Pani Katarzyna cierpi na raka mózgu, a szpitale przekładają jej operację
Pani Katarzyna Piekielna, 40-letnia pracowniczka Miejskiego Ośrodka Pomocy Społecznej w Łodzi w lipcu zeszłego roku usłyszała straszną diagnozę. Kobieta cierpi na raka mózgu i wymaga pilnej operacji, tymczasem szpitale już kilkukrotnie przekładały terminy zabiegu, bez wskazania nowej daty operacji. Najpierw pacjentkę z niczym i to trzykrotnie odprawił szpital w Bydgoszczy, a następnie taki sam los spotkał ją w Zgierzu. Wszystkiemu winna jest pandemia koronawirusa, której skutkiem jest między innymi ograniczenie działalności służby zdrowia, zwłaszcza w placówkach, które są przekształcane w szpitale covidowe. - Poczułam się olana, to był bardzo duży dyskomfort, tym bardziej, że nie byłam jedyną pacjentką w tym dniu. Przyjeżdżali tam starsi ludzie i tak samo byli zdezorientowani. Nie było, do kogo zadzwonić i kogo zapytać się o to, co dalej. Nikt nawet nie powiedział nam przepraszam – tak o wizycie w szpitalu w Bydgoszczy opowiada reporterom programu "UWAGA!" TVN pani Katarzyna Piekielna.
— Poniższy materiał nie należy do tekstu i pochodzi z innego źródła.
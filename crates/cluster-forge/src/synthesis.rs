//! Population synthesis: inferring a cluster's IMF from what is left of it.
//!
//! Two nested inversions run here. The inner one finds the top mass bound
//! at which the distribution's tail up to the absolute stellar mass
//! ceiling holds exactly one star (the most massive star under optimal
//! sampling). The outer one finds the initial cluster mass whose surviving
//! fraction — stellar evolution plus dynamical dissolution along the orbit
//! — reproduces the observed present-day mass. Both are plain bounded
//! Newton–Raphson loops with finite-difference derivatives; running out of
//! iterations is a logged warning, never a failure, and the last iterate
//! is used.

use massfunction::MassFunction;
use stellar_tables::EvolutionTable;

use crate::scaling::density_from_mass;

/// Metal mass fraction of the Sun (Z☉).
const METAL_FRACTION_SUN: f64 = 0.0142;

/// Shift of the low-mass slopes per unit solar-scaled metal excess,
/// following Yan et al. (2021).
const DELTA_ALPHA: f64 = 63.0;

/// Absolute stellar mass ceiling, in M☉.
const MASS_CEILING: f64 = 150.0;

/// Canonical interior breakpoints of the IMF, in M☉.
const LOW_BOUNDS: [f64; 3] = [0.08, 0.5, 1.0];

/// Dissolution-law coefficients from Baumgardt & Makino (2003).
const BETA: f64 = 1.91;
const GAMMA: f64 = 0.02;
const X_EXPONENT: f64 = 0.75;

/// Reference time after which early stellar mass loss is evaluated (Myr).
const MASS_LOSS_REFERENCE_MYR: f64 = 1000.0;

/// Newton–Raphson tolerance and iteration cap, shared by both solves.
const TOLERANCE: f64 = 1e-6;
const MAX_ITERATIONS: usize = 100;

/// Finite-difference step of the top-bound solve (M☉).
const TOP_BOUND_STEP: f64 = 1.0;

/// Finite-difference step of the initial-mass solve (M☉).
const INITIAL_MASS_STEP: f64 = 1e3;

/// Residual of the one-star condition on a distribution's upper end.
///
/// Returns the tail count integral of the last segment from the top bound
/// up to the 150 M☉ ceiling, minus one. Zero means the top bound is
/// exactly the mass of the single most massive star. Pure in the
/// distribution, so trial evaluations are independent and memoizable.
/// Assumes no breakpoints above the top bound.
pub fn check_upper_end(mf: &MassFunction) -> f64 {
    let m_max = mf.max_mass();
    let alpha = *mf.alphas().last().expect("at least one segment");
    let k = *mf.ks().last().expect("at least one segment");

    if (alpha - 1.0).abs() < 1e-10 {
        k * (MASS_CEILING.ln() - m_max.ln()) - 1.0
    } else {
        k / (1.0 - alpha) * (MASS_CEILING.powf(1.0 - alpha) - m_max.powf(1.0 - alpha)) - 1.0
    }
}

/// Generates initial mass functions for one metallicity.
///
/// Borrows the evolution table collapsed onto that metallicity; the
/// table supplies the surviving-mass fraction that couples the outer
/// solve to stellar evolution.
#[derive(Debug)]
pub struct ImfGenerator<'a> {
    zh: f64,
    evolution: &'a EvolutionTable,
}

impl<'a> ImfGenerator<'a> {
    pub fn new(evolution: &'a EvolutionTable) -> Self {
        Self {
            zh: evolution.zh(),
            evolution,
        }
    }

    /// The metallicity this generator works at (dex).
    pub fn zh(&self) -> f64 {
        self.zh
    }

    /// Slopes of the canonical four-breakpoint IMF for a cluster of the
    /// given initial mass.
    ///
    /// The two low-mass slopes shift linearly with the metal excess over
    /// solar; the high-mass slope steepens with the log of the birth
    /// density (via the mass–density relation) and flattens to the
    /// canonical 2.3 below the density threshold.
    pub fn compute_alphas(&self, m_ini: f64) -> [f64; 3] {
        let metal_shift = DELTA_ALPHA * (10.0_f64.powf(self.zh) - 1.0) * METAL_FRACTION_SUN;

        let y = -0.14 * self.zh + 0.99 * (density_from_mass(m_ini) * 1e-6).log10();
        let alpha3 = if y < -0.87 { 2.3 } else { -0.41 * y + 1.94 };

        [1.3 + metal_shift, 2.3 + metal_shift, alpha3]
    }

    /// Builds the IMF of a cluster of initial mass `m_ini`.
    ///
    /// The top mass bound starts from the Pflamm-Altenburg & Kroupa (2007)
    /// closed-form estimate and is refined by Newton–Raphson on
    /// [`check_upper_end`] with a symmetric finite-difference derivative.
    pub fn compute_mass_function(&self, m_ini: f64) -> MassFunction {
        let alphas = self.compute_alphas(m_ini).to_vec();
        let log_m = m_ini.log10();

        let mut m_max = 10.0_f64.powf(
            2.56 * log_m * (3.82_f64.powf(9.17) + log_m.powf(9.17)).powf(-1.0 / 9.17) - 0.38,
        );

        let trial = |m_max: f64| {
            MassFunction::new(
                m_ini,
                vec![LOW_BOUNDS[0], LOW_BOUNDS[1], LOW_BOUNDS[2], m_max],
                alphas.clone(),
            )
        };

        let mut mf = trial(m_max);

        for _ in 0..MAX_ITERATIONS {
            mf = trial(m_max);

            let delta = check_upper_end(&mf);

            if delta.abs() < TOLERANCE {
                return mf;
            }

            let derivative = 0.5
                * (check_upper_end(&trial(m_max + TOP_BOUND_STEP))
                    - check_upper_end(&trial(m_max - TOP_BOUND_STEP)))
                / TOP_BOUND_STEP;

            m_max -= delta / derivative;
        }

        tracing::warn!(
            m_ini,
            m_max,
            "top mass bound did not converge, using the last estimate"
        );

        mf
    }

    /// Initial cluster mass reproducing the observed present-day state.
    ///
    /// Newton–Raphson on [`Self::present_day_residual`], starting from
    /// twice the present mass. Non-convergence logs a warning and returns
    /// the last iterate.
    ///
    /// # Arguments
    /// * `present_mass` - Observed cluster mass (M☉)
    /// * `age_gyr` - Cluster age (Gyr)
    /// * `r_apo` - Orbital apocenter (kpc)
    /// * `r_peri` - Orbital pericenter (kpc)
    pub fn solve_initial_mass(
        &self,
        present_mass: f64,
        age_gyr: f64,
        r_apo: f64,
        r_peri: f64,
    ) -> f64 {
        let mut m_ini = 2.0 * present_mass;

        for _ in 0..MAX_ITERATIONS {
            let error = self.present_day_residual(present_mass, age_gyr, r_apo, r_peri, m_ini);

            if error.abs() < TOLERANCE {
                return m_ini;
            }

            let derivative = 0.5
                * (self.present_day_residual(
                    present_mass,
                    age_gyr,
                    r_apo,
                    r_peri,
                    m_ini + INITIAL_MASS_STEP,
                ) - self.present_day_residual(
                    present_mass,
                    age_gyr,
                    r_apo,
                    r_peri,
                    m_ini - INITIAL_MASS_STEP,
                ))
                / INITIAL_MASS_STEP;

            m_ini -= error / derivative;
        }

        tracing::warn!(
            present_mass,
            m_ini,
            "initial mass did not converge, using the last estimate"
        );

        m_ini
    }

    /// The IMF inferred from present-day observables: solves the initial
    /// mass, then builds the distribution for it.
    pub fn imf_from_present(
        &self,
        present_mass: f64,
        age_gyr: f64,
        r_apo: f64,
        r_peri: f64,
    ) -> MassFunction {
        let m_ini = self.solve_initial_mass(present_mass, age_gyr, r_apo, r_peri);

        self.compute_mass_function(m_ini)
    }

    /// Present-day mass of a cluster born with `m_ini`, the closed-form
    /// forward counterpart of [`Self::solve_initial_mass`].
    pub fn present_mass(&self, m_ini: f64, r_apo: f64, r_peri: f64, age_gyr: f64) -> f64 {
        let eccentricity = (r_apo - r_peri) / (r_apo + r_peri);

        let imf = self.compute_mass_function(m_ini);
        let n = imf.total_count();
        let p_sf = self.surviving_fraction(&imf);

        p_sf * m_ini
            * (1.0
                - (age_gyr * 1000.0) / (BETA * r_apo * (1.0 - eccentricity))
                    * (n / (GAMMA * n).ln()).powf(-X_EXPONENT))
    }

    /// Residual of the present-day condition at a trial initial mass.
    ///
    /// Combines the trial IMF's total star count, the surviving-mass
    /// fraction after the reference time, and the Baumgardt & Makino
    /// (2003) dissolution law along the orbit; zero when the trial mass
    /// dissolves to exactly the observed mass at the cluster's age.
    fn present_day_residual(
        &self,
        present_mass: f64,
        age_gyr: f64,
        r_apo: f64,
        r_peri: f64,
        m_ini: f64,
    ) -> f64 {
        let eccentricity = (r_apo - r_peri) / (r_apo + r_peri);
        let orbit_factor = r_apo * (1.0 - eccentricity);

        let imf = self.compute_mass_function(m_ini);
        let n = imf.total_count();
        let p_sf = self.surviving_fraction(&imf);

        BETA * (n / (GAMMA * n).ln()).powf(X_EXPONENT) * orbit_factor
            * (1.0 - present_mass / (p_sf * m_ini))
            / (age_gyr * 1000.0)
            - 1.0
    }

    /// Fraction of a cluster's stellar mass surviving early evolution.
    fn surviving_fraction(&self, imf: &MassFunction) -> f64 {
        self.evolution.surviving_mass(imf, MASS_LOSS_REFERENCE_MYR) / imf.m_tot()
    }
}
PRZECZYTAJ: Łódź. Maleńka Martynka nie może dłużej czekać. Za miesiąc stanie się coś strasznego
O sprawie pani Katarzyny został poinformowany oddział Narodowego Funduszu Zdrowia w Łodzi, który obiecał pomoc w znalezieniu placówki mogącej podjąć się operacji pacjentki. 40-latka twierdzi jednak, że jej przypadek jest na tyle trudny, że zabieg może być przeprowadzony tylko przez jednego z kilku specjalistów-neurochirurgów w Polsce, dlatego kobieta woli poczekać, aż szpital w Zgierzu zostanie "odmrożony". Tym bardziej, że prawdopodobnie stanie się to szybciej, niż trwałoby zakończenie procedur w NFZ oraz znalezienie terminu u kolejnego lekarza, który miałby zająć się pacjentką. - Mam wielkie pretensje do rządu, do zarządzających i to bym chciała wyrazić bardzo głośno. Chciałabym, żeby znalazł się prawnik, który wziąłby sprawę wszystkich ludzi, którzy zostali w takiej sytuacji jak ja i wystosował pozew zbiorowy o narażanie naszego życia i naszego zdrowia, bo taka jest prawda. Pacjenci są podzieleni na ważnych i nieważnych. Nie mówi się o tym, ilu pacjentów zmarło, nie doczekawszy na pomoc. Gdyby chodziło tylko o mnie, to nie wiem, czy byśmy ten program robili. To są jednak tysiące pacjentów, którzy są w takiej sytuacji jak ja, gdzie przekłada się operacje, bo są mniej ważne. Wychodzi na to, że jak nie mam Covidu, tylko raka, to mogę sobie umrzeć - powiedziała w programie "UWAGA!" pani Katarzyna.